‘Albert, who are you talking about, in heaven’s name?’
‘Or, better still, one might say crushed by the Planctae. Duncan, the twelfth book of the Odyssey will be familiar to you. The Wandering Rocks. And so young a man! Far short of fifty, I believe. An irreparable loss to scholarship.’ Talbert pronounced this last opinion with his unvarying effect of weighed and considered utterance. ‘Poor McKechnie,’ he concluded.
In the romances of my boyhood it was frequently stated that, as a consequence of one or another well-nigh insuperable challenge to his young manhood – from a Martian, say, or an unexpectedly surviving Brontosaurus – the hero’s blood ran cold. The sensation which has generated this cliche beset me now. But I was unaware of any interpretable conflict of emotions, and the possibility of anything of the kind was to be short-circuited in a moment. I knew only that the appalling thought of Janet bereft by fate of her second husband as she had been of her first left me utterly numb. It is surprising that I heard as clearly as I did Cyril Bedworth’s immediately ensuing Words.

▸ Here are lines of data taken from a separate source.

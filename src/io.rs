//! Characteristic I/O against the currently connected device.
//!
//! Read/notify and write results go through single callback slots: a new
//! registration replaces the previous one, so callers issuing concurrent
//! operations on different characteristics must serialize them. This is a
//! hard API contract, not an accident of the implementation.

use std::sync::Arc;

use log::debug;

use crate::commands::{Command, Response};
use crate::device::{CharacteristicInfo, DeviceId, PeripheralDevice};
use crate::driver::WriteMode;
use crate::error::Error;
use crate::gates::GateKind;
use crate::manager::BluetoothManager;

impl BluetoothManager {
    /// Requests a read of `characteristic` on the connected device. The
    /// value is delivered to `on_result` as `(device, response, success)`.
    pub async fn read_data(
        &self,
        characteristic: &str,
        on_result: impl Fn(PeripheralDevice, Response, bool) + Send + Sync + 'static,
    ) -> Result<(), Error> {
        let (id, _) = self.connected_characteristic(characteristic)?;
        self.shared.inner.lock().unwrap().read_callback = Some(Arc::new(on_result));
        debug!("reading {characteristic}");
        self.driver.read_value(&id, characteristic).await?;
        Ok(())
    }

    /// Enables change notifications on `characteristic` and blocks until the
    /// driver acknowledges. Already-notifying characteristics return
    /// immediately with no driver request.
    ///
    /// The acknowledgement wait is unbounded; a driver that never answers
    /// blocks the caller forever.
    pub async fn subscribe(&self, characteristic: &str) -> Result<(), Error> {
        let (id, info) = self.connected_characteristic(characteristic)?;
        if info.notifying {
            debug!("{characteristic} is already notifying");
            return Ok(());
        }
        self.toggle_notifications(&id, characteristic, true).await
    }

    /// Registers `on_result` for incoming values and ensures notifications
    /// are enabled. An already-notifying characteristic is read once
    /// instead, so the caller still gets a value promptly.
    pub async fn subscribe_read(
        &self,
        characteristic: &str,
        on_result: impl Fn(PeripheralDevice, Response, bool) + Send + Sync + 'static,
    ) -> Result<(), Error> {
        let (id, info) = self.connected_characteristic(characteristic)?;
        self.shared.inner.lock().unwrap().read_callback = Some(Arc::new(on_result));
        if info.notifying {
            debug!("{characteristic} already notifying, issuing a read");
            self.driver.read_value(&id, characteristic).await?;
            return Ok(());
        }
        self.toggle_notifications(&id, characteristic, true).await
    }

    /// Disables change notifications; no-op when not notifying. Blocks
    /// (unbounded) until the driver acknowledges.
    pub async fn unsubscribe(&self, characteristic: &str) -> Result<(), Error> {
        let (id, info) = self.connected_characteristic(characteristic)?;
        if !info.notifying {
            debug!("{characteristic} is not notifying");
            return Ok(());
        }
        self.toggle_notifications(&id, characteristic, false).await
    }

    /// Writes a command's raw bytes to `characteristic`. Completion is
    /// delivered to `on_result` as `(device, success)`.
    pub async fn write(
        &self,
        command: &Command,
        characteristic: &str,
        mode: WriteMode,
        on_result: impl Fn(PeripheralDevice, bool) + Send + Sync + 'static,
    ) -> Result<(), Error> {
        let (id, _) = self.connected_characteristic(characteristic)?;
        self.shared.inner.lock().unwrap().write_callback = Some(Arc::new(on_result));
        debug!(
            "writing {} bytes to {characteristic} ({mode:?})",
            command.len()
        );
        self.driver
            .write_value(&id, characteristic, command.as_bytes(), mode)
            .await?;
        Ok(())
    }

    async fn toggle_notifications(
        &self,
        id: &DeviceId,
        characteristic: &str,
        enabled: bool,
    ) -> Result<(), Error> {
        let gate = self.shared.gates.arm(GateKind::SubscribeToggle);
        self.driver.set_notify(id, characteristic, enabled).await?;
        gate.wait_unbounded().await;
        Ok(())
    }

    fn connected_characteristic(
        &self,
        characteristic: &str,
    ) -> Result<(DeviceId, CharacteristicInfo), Error> {
        let inner = self.shared.inner.lock().unwrap();
        let device = inner.connected.as_ref().ok_or(Error::NotConnected)?;
        let info = device
            .characteristic(characteristic)
            .cloned()
            .ok_or_else(|| Error::UnknownCharacteristic(characteristic.to_string()))?;
        Ok((device.id().clone(), info))
    }
}
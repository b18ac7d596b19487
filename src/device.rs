//! Peripheral device representation shared across the crate.

use std::collections::BTreeMap;
use std::fmt;
use std::hash::{Hash, Hasher};
use std::sync::OnceLock;

use chrono::{DateTime, Utc};
use regex::Regex;
use serde::Serialize;
use uuid::Uuid;

/// Platform-specific unique identifier of a peripheral (especially important
/// on macOS, where MAC addresses are hidden). Stable for the lifetime of the
/// process; two device records refer to the same peripheral iff their ids
/// match.
#[derive(Debug, Clone, PartialEq, Eq, PartialOrd, Ord, Hash, Serialize)]
pub struct DeviceId(String);

impl DeviceId {
    pub fn new(id: impl Into<String>) -> Self {
        Self(id.into())
    }

    pub fn as_str(&self) -> &str {
        &self.0
    }

    /// Best-effort MAC address extraction from the platform id string.
    /// Some platforms embed the address in the id, others do not.
    pub fn mac_address(&self) -> Option<String> {
        static MAC: OnceLock<Regex> = OnceLock::new();
        let re = MAC.get_or_init(|| {
            Regex::new(r"([0-9A-Fa-f]{2}[:-]){5}([0-9A-Fa-f]{2})").unwrap()
        });
        re.find_iter(&self.0)
            .last()
            .map(|m| m.as_str().to_uppercase())
    }
}

impl fmt::Display for DeviceId {
    fn fmt(&self, f: &mut fmt::Formatter<'_>) -> fmt::Result {
        f.write_str(&self.0)
    }
}

impl From<String> for DeviceId {
    fn from(id: String) -> Self {
        Self(id)
    }
}

impl From<&str> for DeviceId {
    fn from(id: &str) -> Self {
        Self(id.to_string())
    }
}

/// Advertisement payload captured at discovery time.
#[derive(Debug, Clone, Default, PartialEq, Serialize)]
pub struct Advertisement {
    pub local_name: Option<String>,
    /// Company id and payload, if the advertisement carried manufacturer data.
    pub manufacturer_data: Option<(u16, Vec<u8>)>,
    pub services: Vec<Uuid>,
    pub tx_power: Option<i16>,
    pub is_connectable: bool,
}

/// A characteristic discovered on a connected peripheral, keyed by a string
/// id unique within the device.
#[derive(Debug, Clone, PartialEq, Serialize)]
pub struct CharacteristicInfo {
    pub id: String,
    /// The service this characteristic belongs to.
    pub service: Uuid,
    /// Whether change notifications are currently enabled.
    pub notifying: bool,
}

/// A discovered peripheral.
///
/// Identity is immutable once created; transient fields (name, rssi,
/// advertisement) and the discovered service/characteristic sets are updated
/// in place by the event dispatcher. Equality and hashing consider the
/// identifier only.
#[derive(Debug, Clone, Serialize)]
pub struct PeripheralDevice {
    id: DeviceId,
    pub name: Option<String>,
    pub rssi: Option<i16>,
    pub advertisement: Advertisement,
    /// Services enumerated after a successful connect.
    pub services: Vec<Uuid>,
    /// Characteristics accumulated across all enumerated services.
    pub characteristics: BTreeMap<String, CharacteristicInfo>,
    pub last_seen: DateTime<Utc>,
    #[serde(skip)]
    pub(crate) driver_backed: bool,
}

impl PeripheralDevice {
    /// A device record built from a driver discovery event. The driver holds
    /// a live handle for it, so it is eligible for `connect`.
    pub(crate) fn discovered(
        id: DeviceId,
        name: Option<String>,
        rssi: Option<i16>,
        advertisement: Advertisement,
    ) -> Self {
        Self {
            id,
            name,
            rssi,
            advertisement,
            services: Vec::new(),
            characteristics: BTreeMap::new(),
            last_seen: Utc::now(),
            driver_backed: true,
        }
    }

    /// A device record with no underlying driver handle, e.g. one rebuilt
    /// from caller-side bookkeeping. `connect` refuses such records.
    pub fn detached(id: impl Into<DeviceId>, name: Option<String>) -> Self {
        Self {
            id: id.into(),
            name,
            rssi: None,
            advertisement: Advertisement::default(),
            services: Vec::new(),
            characteristics: BTreeMap::new(),
            last_seen: Utc::now(),
            driver_backed: false,
        }
    }

    pub fn id(&self) -> &DeviceId {
        &self.id
    }

    /// Whether the driver holds a live handle for this device.
    pub fn has_driver_handle(&self) -> bool {
        self.driver_backed
    }

    pub fn characteristic(&self, id: &str) -> Option<&CharacteristicInfo> {
        self.characteristics.get(id)
    }

    /// Applies the scan name filter. An empty filter admits every device; a
    /// non-empty filter admits only named devices whose name contains one of
    /// the prefixes (case-sensitive substring match).
    pub fn name_matches(&self, prefixes: &[String]) -> bool {
        if prefixes.is_empty() {
            return true;
        }
        match self.name.as_deref() {
            Some(name) if !name.is_empty() => {
                prefixes.iter().any(|p| name.contains(p.as_str()))
            }
            _ => false,
        }
    }
}

impl PartialEq for PeripheralDevice {
    fn eq(&self, other: &Self) -> bool {
        self.id == other.id
    }
}

impl Eq for PeripheralDevice {}

impl Hash for PeripheralDevice {
    fn hash<H: Hasher>(&self, state: &mut H) {
        self.id.hash(state);
    }
}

‘Good God, Albert, you’ve got it utterly wrong!’ It was very rarely indeed that Bedworth allowed himself, as now, any hint of impudence with our old teacher. ‘You must have been hearing of an obscure man called McNally, who teaches some outlandish lore at Wadham. He’s had a smash-up on the motorway, sure enough. But he isn’t even dead. They’re busy putting him together again in the Radcliffe at this moment. As for Ranald McKechnie – can’t you see that he’s in this room – and his wife as well, for that matter?’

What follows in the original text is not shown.